Scale Artwork to Your Wall
“There are few things more ridiculous-looking than hanging dinky little art too high on the wall,” says Breining. Instead, the middle of a picture should hang at eye level. If one person is short and the other tall, average their heights.
Also, take scale into account; for a large wall, go big with one oversize piece or group smaller pieces gallery-style. Don’t space the pictures too far apart; 2 to 4 inches between items usually looks best.
Layer Your Lighting
Every room should have three kinds of lighting: ambient, which provides overall illumination and often comes from ceiling fixtures; task, often found over a kitchen island or a reading nook; and accent, which is more decorative, highlighting, say, artwork.
You should have at least 3 watts (42 lumens) per square foot for a living room. One visual trick Breining swears by using uplights. “Placing a canister uplight or a torchiere in the corner will cast a glow on the ceiling, making a room seem bigger,” he says.
Anchor Rugs Under Furniture Feet
Follow these basic rules for an area rug: “In a living room, all four legs of the sofa and chairs in a furniture grouping should fit on it; the rug should define the seating area,” says Breining. “At the very least, the front two legs of the sofa and chairs should rest on it,” he adds.
Even living rooms with less than generous proportions usually require an 8-by-10-foot or a 9-by-12-foot rug to properly accommodate a seating area.
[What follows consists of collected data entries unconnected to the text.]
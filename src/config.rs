//! Configuration for the ring tuner search model.
//!
//! ## Range syntax
//!
//! Search ranges are written `START-END:EXP`, where `START` and `END` are
//! tune codes and `EXP` is the power-of-two stride exponent. The exponent
//! part is optional and defaults to `0` (stride 1):
//!
//! ```ignore
//! 0-255:2     // full range, stride 4
//! 140-255     // upper range, stride 1
//! ```

use std::fmt;
use std::str::FromStr;

use crate::model::TuneCode;

/// Sweep range for a peak search.
///
/// Mirrors the hardware configuration registers: `start`/`end` are 8-bit
/// tune codes and the stride is stored as a power-of-two exponent. Nothing
/// is validated here. A range with `start > end` or a stride exponent that
/// truncates the step to zero is written through untouched, exactly like an
/// unguarded register write. See [`SearchConfig::step_size`] for the
/// truncation rule.
///
/// # Example
/// ```
/// use ringtune::config::SearchConfig;
///
/// let config: SearchConfig = "0-255:2".parse().unwrap();
/// assert_eq!(config.step_size(), 4);
/// ```
#[derive(Debug, Clone, Copy, PartialEq, Eq)]
pub struct SearchConfig {
    /// First tune code of the sweep
    pub start: TuneCode,
    /// Last tune code of the sweep (inclusive; the sweep finishes on the
    /// step after the code exceeds it)
    pub end: TuneCode,
    /// Stride between visited codes, as a power-of-two exponent
    pub stride_exponent: u8,
}

impl SearchConfig {
    pub fn new(start: TuneCode, end: TuneCode, stride_exponent: u8) -> Self {
        Self {
            start,
            end,
            stride_exponent,
        }
    }

    /// Effective per-step code increment, truncated to the 8-bit code width.
    ///
    /// An exponent of 8 or more computes a step of 256 or larger, which the
    /// hardware register truncates to zero; the tune code then never
    /// advances and a started sweep never reaches `Done`. The truncation is
    /// reproduced here, not guarded.
    pub fn step_size(&self) -> u8 {
        1u32.checked_shl(u32::from(self.stride_exponent))
            .map_or(0, |step| step as u8)
    }
}

impl Default for SearchConfig {
    fn default() -> Self {
        Self {
            start: TuneCode::new(0),
            end: TuneCode::new(255),
            stride_exponent: 0,
        }
    }
}

impl fmt::Display for SearchConfig {
    fn fmt(&self, f: &mut fmt::Formatter<'_>) -> fmt::Result {
        write!(f, "{}-{}:{}", self.start, self.end, self.stride_exponent)
    }
}

impl FromStr for SearchConfig {
    type Err = String;

    fn from_str(s: &str) -> Result<Self, Self::Err> {
        let s = s.trim();

        let (range, exponent) = match s.split_once(':') {
            Some((range, exp)) => {
                let exponent: u8 = exp
                    .trim()
                    .parse()
                    .map_err(|_| format!("invalid stride exponent: {}", s))?;
                (range, exponent)
            }
            None => (s, 0),
        };

        let (start, end) = range
            .split_once('-')
            .ok_or_else(|| format!("invalid range (expected START-END[:EXP]): {}", s))?;

        let start: u8 = start
            .trim()
            .parse()
            .map_err(|_| format!("invalid start code: {}", s))?;
        let end: u8 = end
            .trim()
            .parse()
            .map_err(|_| format!("invalid end code: {}", s))?;

        Ok(Self {
            start: TuneCode::new(start),
            end: TuneCode::new(end),
            stride_exponent: exponent,
        })
    }
}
Go too small with the rug size, and everything looks out of scale.
Call in a Pro to Declutter
The longer you live in a house, the less you see the mess over time. However, sometimes you need a fresh pair of eyes. You can hire an organizer for a few hours (expect to pay $35 to $150 an hour, depending on where you live) to tackle bookshelves and closets, which stagers say are often packed with twice the amount of stuff they should hold.
Breining suggests whittling down what’s on your shelves by 50 per cent. Then mix horizontal stacks of books among the vertical rows and intersperse decorative objects, such as bowls or vases, among them.
Use Visual Tricks to Raise The Ceiling
If your ceilings are on the low side, paint them white to make the room feel less claustrophobic. Hang curtains higher than the windows, suggests Allen-Brett, to trick your eye into thinking the room is taller. Most standard curtain panels measure 84 or 96 inches, allowing you to go about 3 inches above the window casing before the length gets too short.
If you want to hang them higher, you’ll have to order custom drapes. Love patterned panels? Try vertical stripes; the lines visually elongate your walls. Leaning a large mirror against a wall can also make a room seem taller.
Give Old Finishes The Cinderella Treatment
Got dated fixtures? Reinvent them with spray paint and inexpensive refinishing kits. “A 1980s brass chandelier can get a new lease on life with a quick coat of hammered-bronze or satin-nickel spray paint,” says Breining.
Even outdated kitchen cabinets benefit from a few coats of white paint and new hardware. And if you thought there was no hope for Formica countertops, think again. Breining swears by Rust-Oleum Countertop Transformations, a DIY counter-coating product that mimics stone, making even the ugliest 1970s counter look fresh.
What’s left to do: Swap out cracked and mismatched switch plates and outlet covers for updated matching ones. Says Lynne: “Nothing drags down a refreshed space like a dingy, almond-coloured switch plate.”